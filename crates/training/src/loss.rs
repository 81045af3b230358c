use candle_core::{DType, Tensor, D};
use candle_nn::ops;

use crate::{config::to_runtime_error, TrainingError};

/// Cross entropy with label smoothing over the non-target classes and
/// ignore-index handling.
///
/// Per position: `(1-ε)·NLL(target) + ε/(V-1)·Σ_{v≠target} NLL(v)`, averaged
/// over the positions whose target differs from the ignore index.
#[derive(Debug, Clone)]
pub struct CrossEntropyLoss {
    label_smoothing: f64,
    ignore_index: Option<u32>,
}

impl CrossEntropyLoss {
    pub fn new() -> Self {
        Self::default()
    }

    pub fn with_label_smoothing(mut self, smoothing: f64) -> Result<Self, TrainingError> {
        if !(0.0..=1.0).contains(&smoothing) {
            return Err(TrainingError::initialization(
                "label smoothing must be in [0, 1] for cross entropy",
            ));
        }
        self.label_smoothing = smoothing;
        Ok(self)
    }

    pub fn with_ignore_index(mut self, ignore_index: Option<u32>) -> Self {
        self.ignore_index = ignore_index;
        self
    }

    pub fn compute(&self, logits: &Tensor, targets: &Tensor) -> Result<LossOutput, TrainingError> {
        let dims = logits.dims();
        if dims.len() < 2 {
            return Err(TrainingError::runtime(
                "cross entropy expects logits with at least two dimensions",
            ));
        }

        let vocab_size = *dims
            .last()
            .ok_or_else(|| TrainingError::runtime("logits tensor missing vocabulary dimension"))?;
        if vocab_size == 0 {
            return Err(TrainingError::runtime(
                "logits vocabulary dimension must be greater than zero",
            ));
        }

        let token_dims = &dims[..dims.len() - 1];
        if targets.dims() != token_dims {
            return Err(TrainingError::runtime(
                "target tensor must match logits batch/sequence dimensions",
            ));
        }

        if self.label_smoothing > 0.0 && vocab_size < 2 {
            return Err(TrainingError::runtime(
                "label smoothing needs at least two classes",
            ));
        }

        let token_count: usize = token_dims.iter().copied().product();
        if token_count == 0 {
            return Err(TrainingError::runtime(
                "no tokens available for loss computation",
            ));
        }

        let device = logits.device();
        let logits_flat = logits
            .to_dtype(DType::F32)
            .map_err(to_runtime_error)?
            .reshape((token_count, vocab_size))
            .map_err(to_runtime_error)?;

        let log_probs = ops::log_softmax(&logits_flat, D::Minus1).map_err(to_runtime_error)?;

        let targets_on_device = targets.to_device(device).map_err(to_runtime_error)?;
        let targets_flat = targets_on_device
            .reshape((token_count,))
            .map_err(to_runtime_error)?;
        let targets_flat = match targets_flat.dtype() {
            DType::U32 => targets_flat,
            DType::I64 | DType::U8 | DType::F32 => targets_flat
                .to_dtype(DType::U32)
                .map_err(to_runtime_error)?,
            dtype => {
                return Err(TrainingError::runtime(format!(
                    "unsupported target dtype {:?} for cross entropy",
                    dtype
                )))
            }
        };

        let valid_mask = if let Some(ignore_index) = self.ignore_index {
            targets_flat
                .ne(ignore_index)
                .map_err(to_runtime_error)?
                .to_dtype(DType::F32)
                .map_err(to_runtime_error)?
        } else {
            Tensor::ones((token_count,), DType::F32, device).map_err(to_runtime_error)?
        };

        let total_tokens_scalar = valid_mask
            .sum_all()
            .map_err(to_runtime_error)?
            .to_vec0::<f32>()
            .map_err(to_runtime_error)?;
        let total_tokens = total_tokens_scalar.round() as usize;
        if total_tokens == 0 {
            return Err(TrainingError::runtime(
                "no valid tokens remain after applying ignore_index",
            ));
        }

        let target_indices = targets_flat.unsqueeze(1).map_err(to_runtime_error)?;
        let nll = log_probs
            .gather(&target_indices, 1)
            .map_err(to_runtime_error)?
            .neg()
            .map_err(to_runtime_error)?
            .squeeze(1)
            .map_err(to_runtime_error)?;

        let per_token_loss = if self.label_smoothing > 0.0 {
            let smoothing = self.label_smoothing;
            let total_nll = log_probs
                .sum(1)
                .map_err(to_runtime_error)?
                .neg()
                .map_err(to_runtime_error)?;
            let others = (total_nll - &nll).map_err(to_runtime_error)?;
            let target_term = nll.affine(1.0 - smoothing, 0.0).map_err(to_runtime_error)?;
            let other_term = others
                .affine(smoothing / (vocab_size - 1) as f64, 0.0)
                .map_err(to_runtime_error)?;
            (target_term + other_term).map_err(to_runtime_error)?
        } else {
            nll
        };

        let weighted_loss = (&per_token_loss * &valid_mask).map_err(to_runtime_error)?;
        let loss_sum = weighted_loss.sum_all().map_err(to_runtime_error)?;
        let average_loss = loss_sum
            .affine(1f64 / total_tokens as f64, 0.0)
            .map_err(to_runtime_error)?;

        let average_loss_value = average_loss.to_vec0::<f32>().map_err(to_runtime_error)?;

        Ok(LossOutput {
            loss: average_loss,
            metrics: LossMetrics {
                average_loss: average_loss_value,
                total_tokens,
            },
        })
    }
}

impl Default for CrossEntropyLoss {
    fn default() -> Self {
        Self {
            label_smoothing: 0.0,
            ignore_index: None,
        }
    }
}

#[derive(Debug, Clone)]
pub struct LossOutput {
    pub loss: Tensor,
    pub metrics: LossMetrics,
}

#[derive(Debug, Clone)]
pub struct LossMetrics {
    average_loss: f32,
    total_tokens: usize,
}

impl LossMetrics {
    pub fn average_loss(&self) -> f32 {
        self.average_loss
    }

    pub fn total_tokens(&self) -> usize {
        self.total_tokens
    }
}

#[cfg(test)]
mod tests {
    use super::*;
    use candle_core::Device;

    fn logits() -> Tensor {
        Tensor::new(
            &[[[2.0f32, 0.5, -1.0, 0.0], [0.1, 0.2, 0.3, 0.4], [1.0, 1.0, 1.0, 1.0]]],
            &Device::Cpu,
        )
        .unwrap()
    }

    fn loss_value(loss: &CrossEntropyLoss, targets: &[u32]) -> f32 {
        let targets = Tensor::from_slice(targets, (1, targets.len()), &Device::Cpu).unwrap();
        loss.compute(&logits(), &targets).unwrap().metrics.average_loss()
    }

    #[test]
    fn zero_smoothing_is_plain_nll_over_non_pad() {
        let loss = CrossEntropyLoss::new().with_ignore_index(Some(0));
        let value = loss_value(&loss, &[1, 3, 0]);

        let log_probs = ops::log_softmax(&logits().squeeze(0).unwrap(), D::Minus1)
            .unwrap()
            .to_vec2::<f32>()
            .unwrap();
        let expected = -(log_probs[0][1] + log_probs[1][3]) / 2.0;
        assert!((value - expected).abs() < 1e-6);
    }

    #[test]
    fn full_smoothing_puts_no_mass_on_the_target() {
        let loss = CrossEntropyLoss::new().with_label_smoothing(1.0).unwrap();
        let row = |index: usize, target: u32| {
            let targets = Tensor::new(&[[target]], &Device::Cpu).unwrap();
            let single = logits().narrow(1, index, 1).unwrap();
            loss.compute(&single, &targets).unwrap().metrics.average_loss()
        };

        let log_probs = ops::log_softmax(&logits().squeeze(0).unwrap(), D::Minus1)
            .unwrap()
            .to_vec2::<f32>()
            .unwrap();
        let expected: f32 = (1..4).map(|v| -log_probs[0][v]).sum::<f32>() / 3.0;
        assert!((row(0, 0) - expected).abs() < 1e-6);

        // Uniform prediction: every target yields the same loss.
        assert!((row(2, 0) - row(2, 3)).abs() < 1e-6);
    }

    #[test]
    fn smoothing_spreads_over_other_classes() {
        let loss = CrossEntropyLoss::new().with_label_smoothing(0.3).unwrap();
        let value = loss_value(&loss, &[0, 1, 2]);

        let log_probs = ops::log_softmax(&logits().squeeze(0).unwrap(), D::Minus1)
            .unwrap()
            .to_vec2::<f32>()
            .unwrap();
        let mut expected = 0.0;
        for (row, target) in [0usize, 1, 2].into_iter().enumerate() {
            let others: f32 = (0..4).filter(|v| *v != target).map(|v| -log_probs[row][v]).sum();
            expected += 0.7 * -log_probs[row][target] + 0.1 * others;
        }
        expected /= 3.0;
        assert!((value - expected).abs() < 1e-5);
    }

    #[test]
    fn all_padding_is_an_error() {
        let loss = CrossEntropyLoss::new().with_ignore_index(Some(0));
        let targets = Tensor::new(&[[0u32, 0, 0]], &Device::Cpu).unwrap();
        assert!(loss.compute(&logits(), &targets).is_err());
    }
}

#### [Directions]
Go through the listing above line by line and say how many lines hold the word "Option". Reply with that number only.

#### [Written solution]
2